The MarkLogic State Conductor (MLSC) allows a developer or architect to define state machines which govern how data moves through a set of MarkLogic Data Hub Steps, and optionally through other custom processing actions. MLSC state machines are defined using a subset of Amazon States Language (ASL). Actions to run a DHF Step or Flow are included, and any other state actions can be defined using server-side modules.
The State Conductor can be used to perform an arbitrary number of actions, in any order, and with branching or other logic based on document content, or context that is passed from state to state. Actions could include: invoking a Data Hub flow, transforming a document, applying metadata, manipulating or querying side-car documents, or invoking a non-DHF process. On premise, these actions can include calling out to another process via HTTP or posting to an event queue.
The State Conductor requires a Driver to process documents and move them through the installed state machines' states. The State Conductor supports a Data Services driver, and a CoRB2 driver.

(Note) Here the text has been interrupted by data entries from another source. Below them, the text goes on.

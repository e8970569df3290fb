//! Client-side mirror of server state.
//!
//! Holds the last known customers, items, work lines and invoices keyed by id
//! for rendering lookups. Every mutating use case invalidates it; the next
//! reader reloads everything from the persistence ports. Invariant checks never
//! read from here.

use std::collections::HashMap;
use std::sync::Arc;
use tokio::sync::RwLock;
use uuid::Uuid;

use crate::domain::billing::{BillingError, BillingService, Customer, Invoice, Item, WorkLine};

/// Immutable copy of the mirrored collections.
#[derive(Debug, Clone, Default)]
pub struct MirrorSnapshot {
  pub customers: HashMap<Uuid, Customer>,
  pub items: HashMap<Uuid, Item>,
  /// Canonical order: work date, then creation time.
  pub work_lines: Vec<WorkLine>,
  /// Most recently issued first.
  pub invoices: Vec<Invoice>,
}

impl MirrorSnapshot {
  pub fn customer_name(&self, id: Uuid) -> Option<&str> {
    self.customers.get(&id).map(|c| c.name.value())
  }

  pub fn item_name(&self, id: Uuid) -> Option<&str> {
    self.items.get(&id).map(|i| i.name.value())
  }

  fn covers(&self, customer_ids: &[Uuid], item_ids: &[Uuid]) -> bool {
    customer_ids.iter().all(|id| self.customers.contains_key(id))
      && item_ids.iter().all(|id| self.items.contains_key(id))
  }
}

struct MirrorState {
  snapshot: Arc<MirrorSnapshot>,
  stale: bool,
}

pub struct StateMirror {
  billing_service: Arc<BillingService>,
  state: RwLock<MirrorState>,
}

impl StateMirror {
  pub fn new(billing_service: Arc<BillingService>) -> Self {
    Self {
      billing_service,
      state: RwLock::new(MirrorState {
        snapshot: Arc::new(MirrorSnapshot::default()),
        stale: true,
      }),
    }
  }

  /// Marks the mirror out of date after a write.
  pub async fn invalidate(&self) {
    self.state.write().await.stale = true;
  }

  pub async fn is_stale(&self) -> bool {
    self.state.read().await.stale
  }

  /// Current snapshot, reloading first if a write happened since the last
  /// load.
  pub async fn snapshot(&self) -> Result<Arc<MirrorSnapshot>, BillingError> {
    {
      let state = self.state.read().await;
      if !state.stale {
        return Ok(state.snapshot.clone());
      }
    }
    self.refresh().await
  }

  /// Snapshot that knows every given customer and item. Records written by
  /// another client since the last load trigger one reload.
  pub async fn snapshot_covering(
    &self,
    customer_ids: &[Uuid],
    item_ids: &[Uuid],
  ) -> Result<Arc<MirrorSnapshot>, BillingError> {
    let snapshot = self.snapshot().await?;
    if snapshot.covers(customer_ids, item_ids) {
      return Ok(snapshot);
    }

    tracing::debug!("State mirror is missing referenced records, reloading");
    self.refresh().await
  }

  /// Reloads every collection from the persistence ports.
  pub async fn refresh(&self) -> Result<Arc<MirrorSnapshot>, BillingError> {
    let mut state = self.state.write().await;

    let customers = self.billing_service.list_customers().await?;
    let items = self.billing_service.list_items().await?;
    let work_lines = self.billing_service.list_work_lines(None).await?;
    let invoices = self.billing_service.list_invoices().await?;

    let snapshot = Arc::new(MirrorSnapshot {
      customers: customers.into_iter().map(|c| (c.id, c)).collect(),
      items: items.into_iter().map(|i| (i.id, i)).collect(),
      work_lines,
      invoices,
    });

    tracing::debug!(
      "State mirror refreshed: {} customers, {} items, {} lines, {} invoices",
      snapshot.customers.len(),
      snapshot.items.len(),
      snapshot.work_lines.len(),
      snapshot.invoices.len()
    );

    state.snapshot = snapshot.clone();
    state.stale = false;
    Ok(snapshot)
  }
}

#[cfg(test)]
mod tests {
  use super::*;
  use crate::domain::billing::{BillingServiceDependencies, CustomerDetails, CustomerName};
  use crate::infrastructure::persistence::memory::InMemoryBillingStore;

  fn service() -> Arc<BillingService> {
    let store = Arc::new(InMemoryBillingStore::new());
    Arc::new(BillingService::new(BillingServiceDependencies {
      customer_repo: store.clone(),
      item_repo: store.clone(),
      work_line_repo: store.clone(),
      invoice_repo: store.clone(),
      ledger: store,
    }))
  }

  #[tokio::test]
  async fn test_snapshot_reloads_after_invalidate() {
    let service = service();
    let mirror = StateMirror::new(service.clone());

    assert!(mirror.snapshot().await.unwrap().customers.is_empty());
    assert!(!mirror.is_stale().await);

    let customer = service
      .create_customer(
        CustomerName::new("Ferretería Sol".to_string()).unwrap(),
        CustomerDetails::default(),
      )
      .await
      .unwrap();

    // not invalidated yet: still the old copy
    assert!(mirror.snapshot().await.unwrap().customers.is_empty());

    mirror.invalidate().await;
    let snapshot = mirror.snapshot().await.unwrap();
    assert_eq!(snapshot.customer_name(customer.id), Some("Ferretería Sol"));
  }
}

The State Conductor allows a division of labor among different personas, where business analysts or architects analyze and define the overall flow of data through the system, developers convert that to a state machine configuration, and MarkLogic experts define the DHF Steps or other processes to perform on each state transition. Conversely, architects can define state machines which are then consumed and discussed by less-technical experts with business knowledge.
MLSC uses a variant of Amazon States Language as inspiration for the state machine definition files, so it is familiar to some AWS users and is flexible in the same ways AWS States Language is flexible.
In addition to defining a flexible set of states and transitions via state machines, MLSC ensures that the state of every record is tracked and managed via state-oriented metadata in “execution documents.”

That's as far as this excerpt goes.